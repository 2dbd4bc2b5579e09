use std::{
    fs, io,
    path::{Path, PathBuf},
    time::{Duration, SystemTime},
};

use serde::Serialize;
use tokio::{task::JoinHandle, time::MissedTickBehavior};
use tokio_util::sync::CancellationToken;
use tracing::{debug, error, info, warn};

use crate::error::{ServiceError, ServiceResult};

#[derive(Clone, Copy, Debug, Default, PartialEq, Eq, Serialize)]
pub struct SweepReport {
    pub scanned: usize,
    pub removed: usize,
    pub failed: usize,
}

/// Staging entries younger than this are assumed to belong to a live render.
pub const STAGING_GRACE: Duration = Duration::from_secs(3600);

pub fn hours(hours: u64) -> Duration {
    Duration::from_secs(hours.saturating_mul(3600))
}

/// Deletes regular files directly under `dir` whose age is at least
/// `max_age`. Subdirectories are left alone. A missing directory is an
/// empty sweep; a file that cannot be removed is counted and skipped.
pub fn sweep(dir: &Path, max_age: Duration) -> io::Result<SweepReport> {
    sweep_entries(dir, max_age, false)
}

/// Reclaims render directories and files left under the staging directory
/// by a crashed or aborted render.
pub fn sweep_staging(dir: &Path, max_age: Duration) -> io::Result<SweepReport> {
    sweep_entries(dir, max_age, true)
}

fn sweep_entries(dir: &Path, max_age: Duration, with_dirs: bool) -> io::Result<SweepReport> {
    let mut report = SweepReport::default();
    let entries = match fs::read_dir(dir) {
        Ok(entries) => entries,
        Err(err) if err.kind() == io::ErrorKind::NotFound => return Ok(report),
        Err(err) => return Err(err),
    };
    let now = SystemTime::now();

    for entry in entries {
        let entry = match entry {
            Ok(entry) => entry,
            Err(err) => {
                warn!(target = "tts_gateway::cleanup", %err, "unreadable directory entry");
                report.failed += 1;
                continue;
            }
        };
        let metadata = match entry.metadata() {
            Ok(metadata) => metadata,
            Err(err) => {
                warn!(target = "tts_gateway::cleanup", file = %entry.path().display(), %err, "stat failed");
                report.failed += 1;
                continue;
            }
        };
        let is_dir = metadata.is_dir();
        if !(metadata.is_file() || (with_dirs && is_dir)) {
            continue;
        }
        report.scanned += 1;

        let stamp = metadata.created().or_else(|_| metadata.modified());
        let age = stamp
            .ok()
            .and_then(|stamp| now.duration_since(stamp).ok())
            .unwrap_or_default();
        if age < max_age {
            continue;
        }

        let path = entry.path();
        let removed = if is_dir {
            fs::remove_dir_all(&path)
        } else {
            fs::remove_file(&path)
        };
        match removed {
            Ok(()) => {
                debug!(target = "tts_gateway::cleanup", file = %path.display(), "removed");
                report.removed += 1;
            }
            // raced with another sweep
            Err(err) if err.kind() == io::ErrorKind::NotFound => {}
            Err(err) => {
                warn!(target = "tts_gateway::cleanup", file = %path.display(), %err, "remove failed");
                report.failed += 1;
            }
        }
    }

    if report.removed > 0 || report.failed > 0 {
        info!(
            target = "tts_gateway::cleanup",
            dir = %dir.display(),
            scanned = report.scanned,
            removed = report.removed,
            failed = report.failed,
            "sweep finished"
        );
    }
    Ok(report)
}

/// Runs [`sweep`] on the blocking pool.
pub async fn sweep_in_background(dir: PathBuf, max_age: Duration) -> ServiceResult<SweepReport> {
    let display = dir.display().to_string();
    tokio::task::spawn_blocking(move || sweep(&dir, max_age))
        .await
        .map_err(|err| ServiceError::Cleanup(err.to_string()))?
        .map_err(|err| ServiceError::Cleanup(format!("{display}: {err}")))
}

/// Runs [`sweep_staging`] on the blocking pool.
pub async fn sweep_staging_in_background(
    dir: PathBuf,
    max_age: Duration,
) -> ServiceResult<SweepReport> {
    let display = dir.display().to_string();
    tokio::task::spawn_blocking(move || sweep_staging(&dir, max_age))
        .await
        .map_err(|err| ServiceError::Cleanup(err.to_string()))?
        .map_err(|err| ServiceError::Cleanup(format!("{display}: {err}")))
}

/// Periodic sweep of the output and staging directories, stopped through
/// its token.
pub struct CleanupTask {
    token: CancellationToken,
    handle: JoinHandle<()>,
}

impl CleanupTask {
    pub fn spawn(
        dir: PathBuf,
        staging_dir: PathBuf,
        interval: Duration,
        max_age: Duration,
    ) -> Self {
        let token = CancellationToken::new();
        let cancelled = token.clone();
        info!(
            target = "tts_gateway::cleanup",
            dir = %dir.display(),
            interval_secs = interval.as_secs(),
            max_age_secs = max_age.as_secs(),
            "periodic cleanup scheduled"
        );

        let handle = tokio::spawn(async move {
            let mut ticker = tokio::time::interval_at(tokio::time::Instant::now() + interval, interval);
            ticker.set_missed_tick_behavior(MissedTickBehavior::Delay);
            loop {
                tokio::select! {
                    _ = cancelled.cancelled() => break,
                    _ = ticker.tick() => {
                        if let Err(err) = sweep_in_background(dir.clone(), max_age).await {
                            error!(target = "tts_gateway::cleanup", %err, "periodic cleanup failed");
                        }
                        let staging_age = max_age.max(STAGING_GRACE);
                        let staged = sweep_staging_in_background(staging_dir.clone(), staging_age);
                        if let Err(err) = staged.await {
                            error!(target = "tts_gateway::cleanup", %err, "staging cleanup failed");
                        }
                    }
                }
            }
            debug!(target = "tts_gateway::cleanup", "periodic cleanup stopped");
        });

        Self { token, handle }
    }

    /// Cancels the loop and waits for an in-progress sweep to finish.
    pub async fn shutdown(self) {
        self.token.cancel();
        if let Err(err) = self.handle.await {
            warn!(target = "tts_gateway::cleanup", %err, "cleanup task ended abnormally");
        }
    }
}

#[cfg(test)]
mod tests {
    use super::*;

    #[test]
    fn zero_age_removes_every_file_but_keeps_directories() {
        let dir = tempfile::tempdir().unwrap();
        std::fs::write(dir.path().join("tts_a.wav"), b"a").unwrap();
        std::fs::write(dir.path().join("vc_b.mp3"), b"b").unwrap();
        std::fs::create_dir(dir.path().join(".staging")).unwrap();
        std::fs::write(dir.path().join(".staging/in_progress.wav"), b"c").unwrap();

        let report = sweep(dir.path(), Duration::ZERO).unwrap();

        assert_eq!(report.removed, 2);
        assert_eq!(report.failed, 0);
        assert!(dir.path().join(".staging/in_progress.wav").exists());
    }

    #[test]
    fn fresh_files_survive_a_long_threshold() {
        let dir = tempfile::tempdir().unwrap();
        std::fs::write(dir.path().join("tts_a.wav"), b"a").unwrap();

        let report = sweep(dir.path(), hours(24)).unwrap();

        assert_eq!(report, SweepReport { scanned: 1, removed: 0, failed: 0 });
        assert!(dir.path().join("tts_a.wav").exists());
    }

    #[test]
    fn missing_directory_is_an_empty_sweep() {
        let dir = tempfile::tempdir().unwrap();
        let report = sweep(&dir.path().join("absent"), Duration::ZERO).unwrap();
        assert_eq!(report, SweepReport::default());
    }

    #[test]
    fn staging_sweep_reclaims_abandoned_render_dirs() {
        let dir = tempfile::tempdir().unwrap();
        let abandoned = dir.path().join("render_abc123");
        std::fs::create_dir(&abandoned).unwrap();
        std::fs::write(abandoned.join("tts_x.wav"), b"partial").unwrap();
        std::fs::write(dir.path().join("stray.tmp"), b"x").unwrap();

        let report = sweep_staging(dir.path(), hours(1)).unwrap();
        assert_eq!(report.removed, 0);
        assert!(abandoned.exists());

        let report = sweep_staging(dir.path(), Duration::ZERO).unwrap();
        assert_eq!(report, SweepReport { scanned: 2, removed: 2, failed: 0 });
        assert!(!abandoned.exists());
        assert_eq!(std::fs::read_dir(dir.path()).unwrap().count(), 0);
    }

    #[tokio::test]
    async fn background_sweep_reports_counts() {
        let dir = tempfile::tempdir().unwrap();
        std::fs::write(dir.path().join("old.wav"), b"a").unwrap();
        let report = sweep_in_background(dir.path().to_path_buf(), Duration::ZERO)
            .await
            .unwrap();
        assert_eq!(report.removed, 1);
    }

    #[tokio::test]
    async fn periodic_task_sweeps_and_stops_on_shutdown() {
        let dir = tempfile::tempdir().unwrap();
        let file = dir.path().join("tts_old.wav");
        std::fs::write(&file, b"a").unwrap();

        let task = CleanupTask::spawn(
            dir.path().to_path_buf(),
            dir.path().join(".staging"),
            Duration::from_millis(20),
            Duration::ZERO,
        );
        let mut waited = Duration::ZERO;
        while file.exists() && waited < Duration::from_secs(2) {
            tokio::time::sleep(Duration::from_millis(10)).await;
            waited += Duration::from_millis(10);
        }
        assert!(!file.exists());

        tokio::time::timeout(Duration::from_secs(1), task.shutdown())
            .await
            .unwrap();
    }
}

======

- EXERCISE INSTRUCTIONS: After counting the lines above that include the word "cancelled", give only the number.

- EXPECTED OUTPUT: 2